During recent visits by this reporter to the New Orleans district office and to the corps’ major group of engineering laboratories, in Vicksburg, Miss., leaders of the district’s hurricane protection operations described the challenges they face and the implications of the IPET report.
In many ways, as the corps’ top managers describe the situation, it’s a recipe for haste-makes-waste decision making. Having already spent more than $1 billion in barely more than a year and now well into its second $1 billion, the corps undoubtedly will run into problems with contractors and specifications. Some work, decided on too quickly, will have to be redone. And no doubt some work already completed will turn out to have been misguided to begin with, as the corps resolves issues of what’s needed for 100-year protection.
For example, in some areas of the city where waterways branch like veins in a hand, the corps already is raising the levees along them to higher levels. But it may discover on further analysis that it would have done better to build single dikes closer to potential flooding sources, to protect whole neighborhoods. The absence of effective local government, combined with a lack of strong leadership from the federal government, will make it all the harder for such difficult and sometimes unpopular choices to be made correctly and in time.
But surely the thorniest of all dilemmas for the corps is the need to proceed with planning and contracting to meet Congress’s 100-year mandate, without knowing just what that mandate means. And even when the reports assessing storm probabilities and risks are more or less complete, this month or next, they are bound to be controversial.

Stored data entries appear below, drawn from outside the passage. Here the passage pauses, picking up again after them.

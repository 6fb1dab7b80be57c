use axum::extract::rejection::{JsonRejection, QueryRejection};

use crate::{model::input::ValidationError, server::error::Error};

/// Turns a JSON body rejection into a 400 with the usual error body.
pub fn body_error(rejection: JsonRejection) -> Error {
    Error::ValidationError(ValidationError::Body(rejection.body_text()))
}

/// Turns a query string rejection into a 400 with the usual error body.
pub fn query_error(rejection: QueryRejection) -> Error {
    Error::ValidationError(ValidationError::Query(rejection.body_text()))
}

To begin with, defining 100-year storm levels is an immensely complex task in analysis, computation, and simulation. Katrina, which corps experts believe may have been something like a 300- or 400-year storm, threw off all the received risk estimation curves, which are historically based. Then, too, history is continuing to change before the simulators’ eyes. With climate change, hardly anybody still expects the next 100 years to be just like the last 100.
A group headed by Don Resio of the Corps’ Engineers Research and Development Center, in Vicksburg, has been working since last summer to define a family of worst-case scenarios—basically, maximum wave heights and storm surges to be expected in a 100-year interval, given a variety of storm conditions. Some of the group’s conclusions will feed into Foster’s risk assessment, which is part of the IPET endeavor, though Resio’s team is not, strictly speaking, part of that project.
Resio and a second researcher have done a study of Gulf hurricanes, in which they found two major peaks in hurricane activity: in the 1960s and in the last decade. Though they discerned no long-term trend, as a what-if exercise they asked what the effect would be if the number of high-activity years doubled in the future. Their conclusion is that while the results would be serious, they would not be apocalyptic—expected 100-year surge levels would increase 15 percent and 100''year maximum wave heights 12 percent.
Resio’s group has discarded the obsolete concept of thinking in terms of just a single 100-year storm. Instead it starts with a model of typical local hurricanes and their characteristics; estimates their probabilities and likely consequences; and after a lot of numerical manipulation, obtains a range of wind speeds, wave heights, and storm surges. Though the group has been able to pare down the number of storm possibilities by focusing on the storm tracks typical of big hurricanes, it’s still an immense undertaking, ”really first of a kind,” says Resio.
The IPET risk group, relying partly on the storm probabilities developed by Resio’s team, is using a model of the whole hurricane protection area along the Gulf coast to assess risks. It will be up to the corps’ New Orleans district office to determine how those risks translate into specifications for the improved protection system. Foster anticipates that as the district prepares plans, the risk group will be asked to evaluate them, as a follow-up to its IPET work—a further feedback loop, or circularity.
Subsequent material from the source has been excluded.